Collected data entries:
_ _ _

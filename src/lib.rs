//! Bricker - a brick-breaking arcade core
//!
//! Core modules:
//! - `sim`: Deterministic simulation (brick strategies, round state, entities)
//! - `session`: Round-end prompts and replay handling
//! - `platform`: Input/prompt abstraction and headless implementations
//! - `settings`: Board configuration and validation

pub mod error;
pub mod platform;
pub mod session;
pub mod settings;
pub mod sim;

pub use error::ConfigError;
pub use session::{Session, SessionStatus};
pub use settings::Settings;

use glam::Vec2;

/// Game configuration constants
pub mod consts {
    /// Fixed simulation timestep (60 Hz)
    pub const SIM_DT: f32 = 1.0 / 60.0;

    /// Default board window
    pub const WINDOW_WIDTH: f32 = 700.0;
    pub const WINDOW_HEIGHT: f32 = 500.0;
    pub const WALL_THICKNESS: f32 = 10.0;

    /// Default brick grid
    pub const DEFAULT_ROWS: u32 = 7;
    pub const DEFAULT_COLUMNS: u32 = 8;
    pub const BRICK_HEIGHT: f32 = 15.0;
    pub const BRICK_SPACING: f32 = 10.0;

    /// Lives
    pub const DEFAULT_LIVES: u8 = 3;
    pub const MAX_LIVES: u8 = 4;

    /// Paddles
    pub const MAX_PADDLES: u8 = 2;
    pub const PADDLE_WIDTH: f32 = 100.0;
    pub const PADDLE_HEIGHT: f32 = 15.0;
    pub const PADDLE_OFFSET_FROM_BOTTOM: f32 = 40.0;
    pub const PADDLE_SPEED: f32 = 300.0;
    /// Ball/puck hits an extra paddle absorbs before it vanishes
    pub const EXTRA_PADDLE_HITS: u32 = 4;

    /// Ball defaults
    pub const BALL_SIZE: f32 = 20.0;
    pub const BALL_INITIAL_SPEED: f32 = 200.0;
    pub const PUCK_SCALE: f32 = 0.75;
    pub const PUCKS_PER_SPAWN: usize = 2;

    /// Falling heart pickup
    pub const HEART_SPEED: f32 = 100.0;
    pub const UI_ICON_SIZE: f32 = 20.0;
    pub const UI_ICON_SPACING: f32 = 5.0;
    pub const HEART_OFFSET_FROM_BOTTOM: f32 = 25.0;

    /// Camera follow
    pub const CAMERA_FOLLOW_BOUNCES: u32 = 5; // includes the triggering bounce
    pub const CAMERA_ZOOM: f32 = 1.2;

    /// Strategy caps
    pub const MAX_STRATEGY_FIRINGS: u8 = 3;
    pub const MAX_COMPOSITE_DEPTH: u32 = 4;
}

/// Velocity of length `speed` pointing along `theta` (radians)
#[inline]
pub fn velocity_from_angle(speed: f32, theta: f32) -> Vec2 {
    Vec2::new(speed * theta.cos(), speed * theta.sin())
}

_ _ _

◆ **WHAT THE TASK REQUIRES**:
Find each line in the data above with the word "theta", then copy it.

◆ **ANSWER AREA**:
/// Velocity of length `speed` pointing along `theta` (radians)
pub fn velocity_from_angle(speed: f32, theta: f32) -> Vec2 {
    Vec2::new(speed * theta.cos(), speed * theta.sin())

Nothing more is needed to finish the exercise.